In recent years, the large-scale integration of distributed renewable energy and electric vehicles (EVs) has significantly amplified uncertainties on both the generation and demand sides of power systems [1,2,3]. This integration continuously widens the peak-to-valley load difference, posing severe challenges for the safe and stable operation of distribution networks [4,5,6,7,8,9]. The issue is particularly pronounced in aging, high-density urban areas constrained by limited physical space and prohibitive infrastructure-upgrading costs [10,11,12]. Traditional distribution systems struggle to manage the power fluctuations caused by these strong uncertainties, frequently resulting in transformer overloads. When distribution transformers operate under prolonged overload conditions, internal heat gradually accumulates, causing sudden hotspot temperature spikes. This thermal stress accelerates insulation aging, reduces equipment lifespan, and increases operational risks [13,14,15,16]. This challenge stems primarily from disorderly user behavior—such as uncoordinated EV charging overlapping with evening peak loads—and the inherent inability of land-scarce urban grids to rapidly adapt to new load characteristics.
To mitigate these risks without requiring massive capital investments, it is crucial to leverage the regulatory potential of flexible loads to smooth peak–valley fluctuations.
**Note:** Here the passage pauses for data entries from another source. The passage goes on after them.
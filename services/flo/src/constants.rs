// Licensed to the Apache Software Foundation (ASF) under one
// or more contributor license agreements.  See the NOTICE file
// distributed with this work for additional information
// regarding copyright ownership.  The ASF licenses this file
// to you under the Apache License, Version 2.0 (the
// "License"); you may not use this file except in compliance
// with the License.  You may obtain a copy of the License at
//
//   http://www.apache.org/licenses/LICENSE-2.0
//
// Unless required by applicable law or agreed to in writing,
// software distributed under the License is distributed on an
// "AS IS" BASIS, WITHOUT WARRANTIES OR CONDITIONS OF ANY
// KIND, either express or implied.  See the License for the
// specific language governing permissions and limitations
// under the License.

use percent_encoding::AsciiSet;
use percent_encoding::NON_ALPHANUMERIC;

// Headers used by the azuqua api.
pub const X_API_HASH: &str = "x-api-hash";
pub const X_API_ACCESS_KEY: &str = "x-api-accesskey";
pub const X_API_TIMESTAMP: &str = "x-api-timestamp";

pub const APPLICATION_JSON: &str = "application/json";
pub const MULTIPART_FORM_DATA: &str = "multipart/form-data";

// Env values used by the azuqua api.
pub const AZUQUA_ACCESS_KEY: &str = "AZUQUA_ACCESS_KEY";
pub const AZUQUA_ACCESS_SECRET: &str = "AZUQUA_ACCESS_SECRET";
pub const AZUQUA_CONFIG_FILE: &str = "AZUQUA_CONFIG_FILE";
// Legacy generic pair, lower priority than the prefixed pair.
pub const ACCESS_KEY: &str = "ACCESS_KEY";
pub const ACCESS_SECRET: &str = "ACCESS_SECRET";

pub const DEFAULT_HOST: &str = "api.azuqua.com";
pub const DEFAULT_HTTPS_PORT: u16 = 443;

/// AsciiSet matching javascript's `encodeURIComponent`.
///
/// - Encode every byte except: 'A'-'Z', 'a'-'z', '0'-'9', '-', '_', '.', '!', '~', '*', '\'', '(', ')'.
pub static URI_COMPONENT_ENCODE_SET: AsciiSet = NON_ALPHANUMERIC
    .remove(b'-')
    .remove(b'_')
    .remove(b'.')
    .remove(b'!')
    .remove(b'~')
    .remove(b'*')
    .remove(b'\'')
    .remove(b'(')
    .remove(b')');
// Licensed to the Apache Software Foundation (ASF) under one
// or more contributor license agreements.  See the NOTICE file
// distributed with this work for additional information
// regarding copyright ownership.  The ASF licenses this file
// to you under the Apache License, Version 2.0 (the
// "License"); you may not use this file except in compliance
// with the License.  You may obtain a copy of the License at
//
//   http://www.apache.org/licenses/LICENSE-2.0
//
// Unless required by applicable law or agreed to in writing,
// software distributed under the License is distributed on an
// "AS IS" BASIS, WITHOUT WARRANTIES OR CONDITIONS OF ANY
// KIND, either express or implied.  See the License for the
// specific language governing permissions and limitations
// under the License.

//! Tokio-based file reading implementation for azuqua.
//!
//! This crate provides `TokioFileRead`, an async file reader that implements
//! the `FileRead` trait from `azuqua_core` using Tokio's file system operations.
//!
//! ## Example
//!
//! ```no_run
//! use azuqua_core::{Context, OsEnv};
//! use azuqua_file_read_tokio::TokioFileRead;
//!
//! #[tokio::main]
//! async fn main() {
//!     // Create a context with Tokio file reader
//!     let ctx = Context::new()
//!         .with_file_read(TokioFileRead::default())
//!         .with_env(OsEnv);
//!
//!     // The context can now read the account config asynchronously
//!     match ctx.file_read("/path/to/account.json").await {
//!         Ok(content) => println!("Read {} bytes", content.len()),
//!         Err(e) => eprintln!("Failed to read file: {}", e),
//!     }
//! }
//! ```

use async_trait::async_trait;
use azuqua_core::{Error, FileRead, Result};

/// Tokio-based implementation of the `FileRead` trait.
#[derive(Debug, Clone, Copy, Default)]
pub struct TokioFileRead;

#[async_trait]
impl FileRead for TokioFileRead {
    async fn file_read(&self, path: &str) -> Result<Vec<u8>> {
        tokio::fs::read(path)
            .await
            .map_err(|e| Error::unexpected(format!("failed to read file {path}")).with_source(e))
    }
}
Flexible loads, characterized by their responsive agility, serve as vital resources in modern power systems [17,18]. They provide value through active peak-shifting and avoidance mechanisms. As a highly scalable flexible resource, EVs represent a significant regulatory asset [19]. Because EV charging possesses inherent shiftability and transferability, intelligent management of EV clusters can redistribute charging demands across time and multiple adjacent distribution substations, effectively preventing localized transformer overloads [20,21,22,23,24,25,26,27,28].
While static mixed-integer programming and single-agent reinforcement learning have been employed to schedule EV charging, these approaches often struggle in modern grids [29,30,31,32,33]. Static optimization suffers from the curse of dimensionality when scaling to large EV fleets, and single-agent models fail to capture the highly competitive, non-stationary dynamics between independent charging stations vying for grid capacity [34,35]. In contrast, Multi-Agent Reinforcement Learning (MARL) provides a robust framework for handling distributed decision-making under uncertainty. Recent advancements demonstrate that MARL can effectively minimize charging costs while smoothing load profiles through Centralized Training with Decentralized Execution (CTDE) architectures [36,37]. However, a critical limitation in the current MARL literature is the reliance on static transformer capacity constraints. Treating transformer limits as rigid, worst-case seasonal boundaries forces conservative scheduling, leaving substantial operational headroom untapped. Dynamic Transformer Rating (DTR) leverages real-time ambient conditions to safely evaluate the true thermal capacity of transformers; yet, integrating DTR into model-free MARL introduces severe non-differentiable boundaries that can destabilize policy convergence.
To bridge this gap, this paper proposes a Multi-Agent Deep Deterministic Policy Gradient (MADDPG) scheduling framework intrinsically coupled with DTR constraints. The primary advantage of our approach lies in its decentralized execution phase, which eliminates communication bottlenecks and safely unlocks hidden transformer capacity without necessitating hardware upgrades. Conversely, the main trade-off is the high computational and memory overhead required during the initial centralized training phase.
Therefore, we propose a multi-timescale flexible load coordination strategy that actively embeds DTR evaluation into the multi-agent decision-making process. While our previous preliminary work [29] established the static distribution network environment and basic mathematical constraints for EV modeling, it lacked adaptive capacity mechanisms. The core theoretical novelty of this manuscript is its integration of dynamic thermal boundaries into a CTDE-based potential game, ensuring that local policy updates mathematically converge to a Nash Equilibrium that aligns with global grid safety. The main contributions are as follows:
(1)
We fully consider the characteristics of the power distribution system and electric vehicles in adjacent substations. We established physical models for EV charging status and charging station status and constructed a day-ahead scheduling layer based on multi-agent reinforcement learning to optimize power consumption plans and smooth peak–valley loads in the power distribution system.
(2)
We explored the dynamic load capacity of distribution transformers under varying environmental conditions and developed an evaluation model for the dynamic load capacity of distribution transformers.
(3)
We constructed an intraday scheduling layer for flexible loads. By dynamically optimizing electricity consumption strategies in real time to address price fluctuations and user behavior randomness, it is possible to achieve dynamic matching between distribution transformers and flexible load regulation demands.
The remainder of this paper is organized as follows. Section 2 introduces the day-ahead flexible load dispatch model governed by the MADDPG algorithm, outlining the observation, action, and reward structures. Section 3 details the intraday DTR integration, formulating the thermal and physical constraints acting as the real-time clipping boundary. Section 4 presents a comprehensive case study on a modified IEEE 33-bus system, verifying the algorithm against baseline methods through quantitative analysis. Finally, Section 5 concludes the study and discusses future implications.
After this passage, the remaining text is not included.